Тогда как литература до сих пор тщится изображать пышные костюмные драмы, переносящие читателя куда угодно — лишь бы подальше от здесь и сейчас. Литература еще ищет способы стать для читателя тем, чем стал для зрителя театр, — точкой встречи с собой, моментом включения осознанного ощущения жизни.
— За расширение жанрового спектра в «Великой легкости» отвечают еще и путевые заметки — ты впечатляюще пишешь об Израиле, Соловках. В последнем номере журнала «Лиterrатура» был опрос о травелогах. Что ты думаешь о нынешнем существовании этого жанра, его перспективах?
— Для меня травелог — это плод инициации случайностью. В путешествии открыться случайности и неизвестности — значит на своей шкуре испытать саму философию жизни. Травелог интересен, когда цепляет реальность за живое — неуправляемое, непредсказуемое, не вписанное в схему и маршрут. Травелог сегодня переживает угасание — и даже сознательное избывание — художественности. Это наивное, наскальное — но какое цепкое, глубоко отпечатывающее жизнь искусство. В этом жанре меня больше всего впечатлили книга очерков Дмитрия Данилова «Двадцать городов» — опыт поездок по городам России, не попадающим в хит-парад «культурных», туристических маршрутов, — и твоя «Граница Зацепина», мультижанровая книга, в которой едва успеваешь заметить, как простейшие и как будто бросовые микронаблюдения за реальностью обращаются в ценный опыт нового литературного письма.

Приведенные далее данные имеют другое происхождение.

//! In-memory resource model.

use std::collections::BTreeSet;
use std::path::PathBuf;

use egg_shared::{CUSTOM_TID_MAX, CUSTOM_TID_MIN, CoreTid, LangCode, is_custom_tid};

use super::RomError;

const CUSTOM_SLOTS: usize = (CUSTOM_TID_MAX - CUSTOM_TID_MIN) as usize + 1;

/// One resource in the model.
///
/// Only `tid`, `rid` and `serial` are persisted in the ROM. The rest
/// describes where the payload came from and is cleared whenever the
/// payload is replaced by a later input.
#[derive(Debug, Clone, Default, PartialEq, Eq)]
pub struct Resource {
    pub tid: u8,
    pub rid: u16,
    pub serial: Vec<u8>,
    pub name: Option<String>,
    pub comment: Option<String>,
    pub format: Option<String>,
    pub path: Option<PathBuf>,
    pub lang: Option<LangCode>,
    /// Merge generation that last wrote this resource
    pub generation: u32,
}

impl Resource {
    pub fn key(&self) -> (u8, u16) {
        (self.tid, self.rid)
    }

    /// Language of a localized resource.
    ///
    /// Resources decoded from a ROM carry no `lang`, so for strings it is
    /// read back out of the rid's high bits.
    pub fn language(&self) -> Option<LangCode> {
        self.lang.or_else(|| {
            (self.tid == CoreTid::Strings.tid() && self.rid > 0x3f)
                .then(|| LangCode::split_rid(self.rid).0)
        })
    }

    /// Swap in a new payload and hand the old one back.
    pub fn replace_serial(&mut self, serial: Vec<u8>) -> Vec<u8> {
        std::mem::replace(&mut self.serial, serial)
    }

    /// Drop everything that described the previous payload.
    pub fn clear_provenance(&mut self) {
        self.name = None;
        self.comment = None;
        self.format = None;
        self.path = None;
        self.lang = None;
    }
}

/// Sorted collection of resources plus the custom type name table.
///
/// Invariant: `resources` is strictly increasing by `(tid, rid)`.
#[derive(Debug, Clone, Default)]
pub struct Rom {
    resources: Vec<Resource>,
    custom_names: Vec<Option<String>>,
    generation: u32,
}

impl Rom {
    pub fn new() -> Self {
        Self::default()
    }

    pub fn len(&self) -> usize {
        self.resources.len()
    }

    pub fn is_empty(&self) -> bool {
        self.resources.is_empty()
    }

    pub fn resources(&self) -> &[Resource] {
        &self.resources
    }

    pub fn iter(&self) -> std::slice::Iter<'_, Resource> {
        self.resources.iter()
    }

    pub fn iter_mut(&mut self) -> std::slice::IterMut<'_, Resource> {
        self.resources.iter_mut()
    }

    /// Binary search by `(tid, rid)`.
    ///
    /// `Ok(index)` if present, `Err(insertion_point)` otherwise.
    pub fn search(&self, tid: u8, rid: u16) -> Result<usize, usize> {
        self.resources.binary_search_by_key(&(tid, rid), Resource::key)
    }

    pub fn get(&self, tid: u8, rid: u16) -> Option<&Resource> {
        self.search(tid, rid).ok().map(|p| &self.resources[p])
    }

    pub fn get_mut(&mut self, tid: u8, rid: u16) -> Option<&mut Resource> {
        match self.search(tid, rid) {
            Ok(p) => Some(&mut self.resources[p]),
            Err(_) => None,
        }
    }

    pub fn find_by_name(&self, tid: u8, name: &str) -> Option<&Resource> {
        self.resources
            .iter()
            .find(|r| r.tid == tid && r.name.as_deref() == Some(name))
    }

    /// Insert an empty resource at `p`, normally the `Err` half of [`Rom::search`].
    pub fn insert(&mut self, p: usize, tid: u8, rid: u16) -> Result<&mut Resource, RomError> {
        if tid == 0 {
            return Err(RomError::InvalidTid(0));
        }
        if rid == 0 {
            return Err(RomError::InvalidRid(0));
        }
        let key = (tid, rid);
        let after_prev = p == 0 || self.resources.get(p - 1).is_some_and(|r| r.key() < key);
        let before_next = self.resources.get(p).is_none_or(|r| key < r.key());
        if p > self.resources.len() || !after_prev || !before_next {
            return Err(RomError::MisplacedInsert { index: p, tid, rid });
        }
        self.resources.insert(
            p,
            Resource {
                tid,
                rid,
                generation: self.generation,
                ..Default::default()
            },
        );
        Ok(&mut self.resources[p])
    }

    /// Start a new merge generation and return its number.
    ///
    /// Each ROM file or loose-file tree merged into the model is one
    /// generation: writing the same `(tid, rid)` twice within a generation is
    /// an error, while a later generation overrides an earlier one.
    pub fn begin_generation(&mut self) -> u32 {
        self.generation += 1;
        self.generation
    }

    pub fn generation(&self) -> u32 {
        self.generation
    }

    /// Look up or create `(tid, rid)` for writing in the current generation.
    ///
    /// An existing resource from an older generation is claimed and its
    /// provenance cleared; the caller then replaces the payload.
    pub fn claim(&mut self, tid: u8, rid: u16) -> Result<&mut Resource, RomError> {
        match self.search(tid, rid) {
            Ok(p) => {
                let generation = self.generation;
                let res = &mut self.resources[p];
                if res.generation == generation {
                    return Err(RomError::DuplicateResource { tid, rid });
                }
                tracing::debug!("resource {}:{} overridden by a later input", tid, rid);
                res.generation = generation;
                res.clear_provenance();
                Ok(res)
            }
            Err(p) => self.insert(p, tid, rid),
        }
    }

    /// Drop every zero-length resource.
    pub fn remove_empty(&mut self) -> usize {
        let before = self.resources.len();
        self.resources.retain(|r| !r.serial.is_empty());
        before - self.resources.len()
    }

    /// Name of a core or custom type.
    pub fn type_name(&self, tid: u8) -> Option<&str> {
        if let Some(core) = CoreTid::from_tid(tid) {
            return Some(core.name());
        }
        self.custom_name(tid)
    }

    pub fn custom_name(&self, tid: u8) -> Option<&str> {
        if !is_custom_tid(tid) {
            return None;
        }
        self.custom_names
            .get((tid - CUSTOM_TID_MIN) as usize)
            .and_then(|n| n.as_deref())
    }

    /// Type id for a core or already-named custom type.
    pub fn tid_by_name(&self, name: &str) -> Option<u8> {
        if let Some(core) = CoreTid::from_name(name) {
            return Some(core.tid());
        }
        self.custom_types()
            .find(|(_, n)| *n == name)
            .map(|(tid, _)| tid)
    }

    /// Every named custom type, in id order.
    pub fn custom_types(&self) -> impl Iterator<Item = (u8, &str)> + '_ {
        self.custom_names
            .iter()
            .enumerate()
            .filter_map(|(i, n)| n.as_deref().map(|n| (CUSTOM_TID_MIN + i as u8, n)))
    }

    /// Assign a custom type id to `name`, or return the one it already has.
    ///
    /// Ids in use by unnamed resources (decoded from a ROM) are skipped.
    pub fn name_type(&mut self, name: &str) -> Result<u8, RomError> {
        if let Some(tid) = self.tid_by_name(name) {
            return Ok(tid);
        }
        let in_use = self.unnamed_custom_tids();
        if self.custom_names.len() < CUSTOM_SLOTS {
            self.custom_names.resize(CUSTOM_SLOTS, None);
        }
        let slot = (0..CUSTOM_SLOTS).find(|&i| {
            self.custom_names[i].is_none() && !in_use.contains(&(CUSTOM_TID_MIN + i as u8))
        });
        let Some(slot) = slot else {
            return Err(RomError::CustomTypesExhausted(name.to_string()));
        };
        self.custom_names[slot] = Some(name.to_string());
        let tid = CUSTOM_TID_MIN + slot as u8;
        tracing::debug!("custom type {:?} assigned tid {}", name, tid);
        Ok(tid)
    }

    /// Renumber custom types so their ids follow the alphabetical order of
    /// their names, remapping and re-sorting every resource.
    ///
    /// Run after each generation is fully merged. Returns `false` when the
    /// order was already final.
    pub fn finalize_custom_type_order(&mut self) -> bool {
        let mut named: Vec<(u8, String)> = self
            .custom_types()
            .map(|(tid, name)| (tid, name.to_string()))
            .collect();
        if named.is_empty() {
            return false;
        }
        named.sort_by(|a, b| a.1.cmp(&b.1));

        let pinned = self.unnamed_custom_tids();
        let slots = (CUSTOM_TID_MIN..=CUSTOM_TID_MAX).filter(|tid| !pinned.contains(tid));

        let mut translation: [u8; 256] = std::array::from_fn(|i| i as u8);
        let mut names = vec![None; CUSTOM_SLOTS];
        let mut changed = false;
        for ((old, name), new) in named.into_iter().zip(slots) {
            translation[old as usize] = new;
            changed |= old != new;
            names[(new - CUSTOM_TID_MIN) as usize] = Some(name);
        }
        if !changed {
            return false;
        }

        self.custom_names = names;
        for res in &mut self.resources {
            res.tid = translation[res.tid as usize];
        }
        self.resources.sort_by_key(Resource::key);
        tracing::debug!("renumbered custom types: {:?}", self.custom_types().collect::<Vec<_>>());
        true
    }

    /// Custom ids used by resources whose type has no name.
    fn unnamed_custom_tids(&self) -> BTreeSet<u8> {
        self.resources
            .iter()
            .map(|r| r.tid)
            .filter(|&tid| is_custom_tid(tid) && self.custom_name(tid).is_none())
            .collect()
    }

    /// Insert at the front without the ordering check. Only for repair paths
    /// that have already established the new key sorts first.
    pub(super) fn push_front(&mut self, res: Resource) {
        self.resources.insert(0, res);
    }
}

impl<'a> IntoIterator for &'a Rom {
    type Item = &'a Resource;
    type IntoIter = std::slice::Iter<'a, Resource>;

    fn into_iter(self) -> Self::IntoIter {
        self.resources.iter()
    }
}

— Ты читаешь лекции на журфаке МГУ. Все очень давно говорят о вырождении высшего образования, слишком легком интеллектуальном багаже журналистов. Каковы твои наблюдения?
— Я закончила дореформенный журфак, и это было счастье. С теперешним нет возможности сравнить — но надеюсь, что сейчас студенты испытывают там то же чувство пробуждения творческой силы, игры и свободы, то же ощущение, что в этом пространстве ты впервые встречаешь людей, настроенных на одну с тобой волну. В легком, пронизанном воздухом и светом доме журфака — благодаря протяженным белым лестницам, и множеству окон и приятных пустот и ниш в здании, а главное, благодаря стеклянному «небу журфака», крыше, откуда низливается свет в большой колодец между этажами, — в нем важнее всего это вот ощущение творческой возможности, драйва от реализации первых журналистских, писательских, поэтических замыслов. Такой факультет, как журфак, прежде всего назначен для пробуждения мыслящей и творящей личности. И этот дух журфака важно сохранить. Насколько мне известно, сейчас на факультете куда больше внимания, чем в наше время, уделяется журналистике как бизнес-проекту и его техническому и пиар-оснащению. Я же запомнила — в особенности, вероятно, потому, что училась на кафедре художественной культуры Николая Алексеевича Богомолова, — занятия по творческому письму и много часов, отданных литературе. До сих пор считаю, что писать научить нельзя — но можно создать условия для пробуждения и развития способности к высказыванию. А что бы ни делал журналист и в каком бы жанре ни выступал, пусть даже очень далеком от словесности, способность к самобытному, ясному, точному, своевременному и убедительному высказыванию — его главная сила.